The enjoyment baseline for Celebration is, then, high: many, many great hits, often rendered in familiar ways, thanks to a band-free production. Live instruments are dotted like confetti: son David Banda’s guitar for Mother and Father ; daughter Mercy James’s piano on Bad Girl .

Madonna performing with her son David Banda.

The presence of Madonna’s children is less cloying than you’d think, but there are a few passages where this artist’s choices are more baffling. The avatar’s blank face seems creepy. A celebratory Michael Jackson montage, in which Like a Virgin is merged with Jackson’s Billie Jean, feels a curious choice, given Madonna’s impassioned speech about the suffering of children in the eastern Mediterranean conflict. Far too much time is given over to an interlude featuring The Beast Within , a Book of Revelation-quoting remix of Justify My Love. Its confused desert dance-offs provide an overabundance of styling and little of substance.

Madonna is on much firmer ground when she is rattling the Catholic church’s cage, not quoting from its hymn sheets, or paying homage to the LGBTQ+ community. During one mesmerising segment, half-naked dancers in loin cloths and leather masks hang as though crucified inside a set of carouselling windows. It’ll be interesting to see what Italy makes of this “gimp Jesus” sequence come Milan.
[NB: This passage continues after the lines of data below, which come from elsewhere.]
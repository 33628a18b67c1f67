#![no_main]

use libfuzzer_sys::fuzz_target;
use stockaudit::config::AnalysisConfig;
use stockaudit::ingest::parse_csv;
use stockaudit::pipeline::Pipeline;

fuzz_target!(|data: &[u8]| {
    if let Ok(input) = std::str::from_utf8(data) {
        // Parsing must not panic; whatever parses must analyse cleanly
        if let Ok(records) = parse_csv(input) {
            if let Ok(pipeline) = Pipeline::new(AnalysisConfig::default()) {
                let _ = pipeline.run(&records);
            }
        }
    }
});
//! Integration tests for the stockaudit binary

use predicates::prelude::*;
use std::io::Write;
use tempfile::NamedTempFile;

const CSV_FIXTURE: &str = "tests/fixtures/movimentos.csv";
const JSON_FIXTURE: &str = "tests/fixtures/movimentos.json";

fn run_json(args: &[&str]) -> serde_json::Value {
    let mut cmd = assert_cmd::cargo::cargo_bin_cmd!("stockaudit");
    let output = cmd.args(args).output().unwrap();
    assert!(output.status.success());
    serde_json::from_slice(&output.stdout).unwrap()
}

fn config_file(contents: &str) -> NamedTempFile {
    let mut file = NamedTempFile::new().unwrap();
    file.write_all(contents.as_bytes()).unwrap();
    file
}

#[test]
fn test_text_report_default() {
    let mut cmd = assert_cmd::cargo::cargo_bin_cmd!("stockaudit");
    cmd.arg(CSV_FIXTURE);

    cmd.assert()
        .success()
        .stdout(predicate::str::contains("=== Stock Movement Anomaly Report ==="))
        .stdout(predicate::str::contains("Total records: 12"))
        .stdout(predicate::str::contains("Period: 02/01/2024 to 31/01/2024"))
        .stdout(predicate::str::contains("Flagged by IQR only:     1"))
        .stdout(predicate::str::contains("Seringa/Moema 500"))
        .stdout(predicate::str::contains("=== Financial Impact ==="));
}

#[test]
fn test_json_output_parses() {
    let parsed = run_json(&["--format", "json", CSV_FIXTURE]);

    assert_eq!(parsed["format"], "stockaudit-json-v1");
    assert_eq!(parsed["profile"]["total_records"], 12);
    assert_eq!(parsed["inconsistencies"]["missing_quantity"], 1);
    assert_eq!(parsed["inconsistencies"]["missing_owner"], 1);
    assert_eq!(parsed["inconsistencies"]["sign_mismatch"], 1);
    assert_eq!(parsed["detection"]["iqr_only"], 1);
    assert_eq!(parsed["detection"]["z_only"], 0);
    assert_eq!(parsed["detection"]["insufficient_baseline"], 1);
    assert_eq!(parsed["scores"].as_array().unwrap().len(), 12);
    assert!(parsed["baselines"]["Seringa/Moema"].is_object());
    assert!(parsed["impact"]["total_impact"].as_f64().unwrap() > 0.0);
}

#[test]
fn test_json_impact_categories_sum_to_total() {
    let parsed = run_json(&["--format", "json", CSV_FIXTURE]);
    let impact = &parsed["impact"];

    let sum: f64 = impact["categories"]
        .as_array()
        .unwrap()
        .iter()
        .map(|c| c["amount"].as_f64().unwrap())
        .sum();
    let total = impact["total_impact"].as_f64().unwrap();
    assert!((sum - total).abs() < 1e-6);
}

#[test]
fn test_csv_output_one_row_per_record() {
    let mut cmd = assert_cmd::cargo::cargo_bin_cmd!("stockaudit");
    let output = cmd.args(["--format", "csv", CSV_FIXTURE]).output().unwrap();
    assert!(output.status.success());

    let stdout = String::from_utf8_lossy(&output.stdout);
    let lines: Vec<&str> = stdout.lines().collect();
    assert_eq!(lines.len(), 13);
    assert!(lines[0].starts_with("index,data,unidade,material,tipo,quantidade"));
    assert!(lines[6].ends_with(",missing_quantity"));
    assert!(lines[12].ends_with(",insufficient_baseline"));
}

#[test]
fn test_json_input_detected_from_extension() {
    let parsed = run_json(&["--format", "json", JSON_FIXTURE]);
    assert_eq!(parsed["profile"]["total_records"], 4);
    assert_eq!(parsed["inconsistencies"]["missing_quantity"], 1);
}

#[test]
fn test_z_threshold_override() {
    // The 500-unit outflow sits about 1.79 sigma above its group mean
    let parsed = run_json(&["--format", "json", "--z-threshold", "1.5", CSV_FIXTURE]);
    assert_eq!(parsed["detection"]["both"], 1);
    assert_eq!(parsed["detection"]["iqr_only"], 0);
}

#[test]
fn test_config_file_overrides_indirect_costs() {
    let config = config_file(
        "[indirect_costs]\ncorrection_labor = 0.0\nprocedure_delays = 0.0\nemergency_purchases = 0.0\n",
    );
    let parsed = run_json(&[
        "--format",
        "json",
        "--config",
        config.path().to_str().unwrap(),
        CSV_FIXTURE,
    ]);
    assert_eq!(parsed["impact"]["indirect"]["total_indirect"], 0.0);
}

#[test]
fn test_validate_only() {
    let mut cmd = assert_cmd::cargo::cargo_bin_cmd!("stockaudit");
    cmd.args(["--validate-only", CSV_FIXTURE]);

    cmd.assert()
        .success()
        .stdout(predicate::str::contains("=== Data Quality ==="))
        .stdout(predicate::str::contains("Missing quantity:        1"))
        .stdout(predicate::str::contains("Operation/sign mismatch: 1"))
        .stdout(predicate::str::contains("Outlier Detection").not());
}

#[test]
fn test_validate_only_json() {
    let parsed = run_json(&["--validate-only", "--format", "json", CSV_FIXTURE]);
    assert_eq!(parsed["total_records"], 12);
    assert_eq!(parsed["issues"].as_array().unwrap().len(), 3);
}

#[test]
fn test_invalid_config_fails() {
    let config = config_file("z_threshold = -1.0\n");
    let mut cmd = assert_cmd::cargo::cargo_bin_cmd!("stockaudit");
    cmd.args(["--config", config.path().to_str().unwrap(), CSV_FIXTURE]);

    cmd.assert()
        .failure()
        .stderr(predicate::str::contains("z_threshold"));
}

#[test]
fn test_invalid_threshold_override_fails() {
    let mut cmd = assert_cmd::cargo::cargo_bin_cmd!("stockaudit");
    cmd.args(["--z-threshold", "0", CSV_FIXTURE]);

    cmd.assert()
        .failure()
        .stderr(predicate::str::contains("invalid configuration"));
}

#[test]
fn test_iqr_multiplier_at_critical_fence_fails() {
    let mut cmd = assert_cmd::cargo::cargo_bin_cmd!("stockaudit");
    cmd.args(["--iqr-multiplier", "3", CSV_FIXTURE]);

    cmd.assert()
        .failure()
        .stderr(predicate::str::contains("IQR multipliers must satisfy"));
}

#[test]
fn test_iqr_multiplier_with_raised_critical_fence() {
    let config = config_file("[severity]\niqr_critical = 4.0\n");
    let parsed = run_json(&[
        "--format",
        "json",
        "--config",
        config.path().to_str().unwrap(),
        "--iqr-multiplier",
        "3",
        CSV_FIXTURE,
    ]);
    assert_eq!(parsed["detection"]["iqr_only"], 1);
}

#[test]
fn test_help_documents_iqr_multiplier_range() {
    let mut cmd = assert_cmd::cargo::cargo_bin_cmd!("stockaudit");
    cmd.arg("--help");

    cmd.assert()
        .success()
        .stdout(predicate::str::contains("iqr_critical"));
}

#[test]
fn test_partial_price_table_config() {
    let config = config_file("[prices]\nSeringa = 2.5\n");
    let parsed = run_json(&[
        "--format",
        "json",
        "--config",
        config.path().to_str().unwrap(),
        CSV_FIXTURE,
    ]);
    // only the Seringa records are valued: 542 units at 2.5
    assert_eq!(parsed["impact"]["total_value"], 1355.0);
}

#[test]
fn test_missing_input_file_fails() {
    let mut cmd = assert_cmd::cargo::cargo_bin_cmd!("stockaudit");
    cmd.arg("tests/fixtures/does_not_exist.csv");

    cmd.assert()
        .failure()
        .stderr(predicate::str::contains("failed to read records"));
}

#[test]
fn test_malformed_row_reports_line() {
    let mut file = tempfile::Builder::new().suffix(".csv").tempfile().unwrap();
    writeln!(file, "data,unidade,material,tipo,quantidade,responsavel").unwrap();
    writeln!(file, "2024-01-02,Moema,Seringa,saida,-10,Ana").unwrap();
    writeln!(file, "2024-01-03,Moema,Bisturi,saida,-10,Ana").unwrap();

    let mut cmd = assert_cmd::cargo::cargo_bin_cmd!("stockaudit");
    cmd.arg(file.path());

    cmd.assert()
        .failure()
        .stderr(predicate::str::contains("CSV line 3"));
}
Interpolating the Queens remix of Beyoncé’s Break My Soul, Vogue presents an opportunity for play – an extended ballroom competition in which Madonna (and tonight, Diplo) score the dancers as they cavort up the runway, reiterating Madonna’s allyship to the ballroom scene ( even if some have felt differently ).

Holiday ends on a sombre note, with Madonna draping her coat over the inert body of a dancer. It’s the 80s and a storm is about to hit. Live to Tell features images of figures who lost their lives to HIV/Aids.

The vast screens surrounding the stage on three sides then split into smaller pictures, then smaller still, counting the many victims of the disease almost ad infinitum. Someone in the crowd releases one red balloon. It a genuinely moving acknowledgment of the suffering that went hand in hand with the decade of excess – and of this Material Girl’s still-compelling emotional range.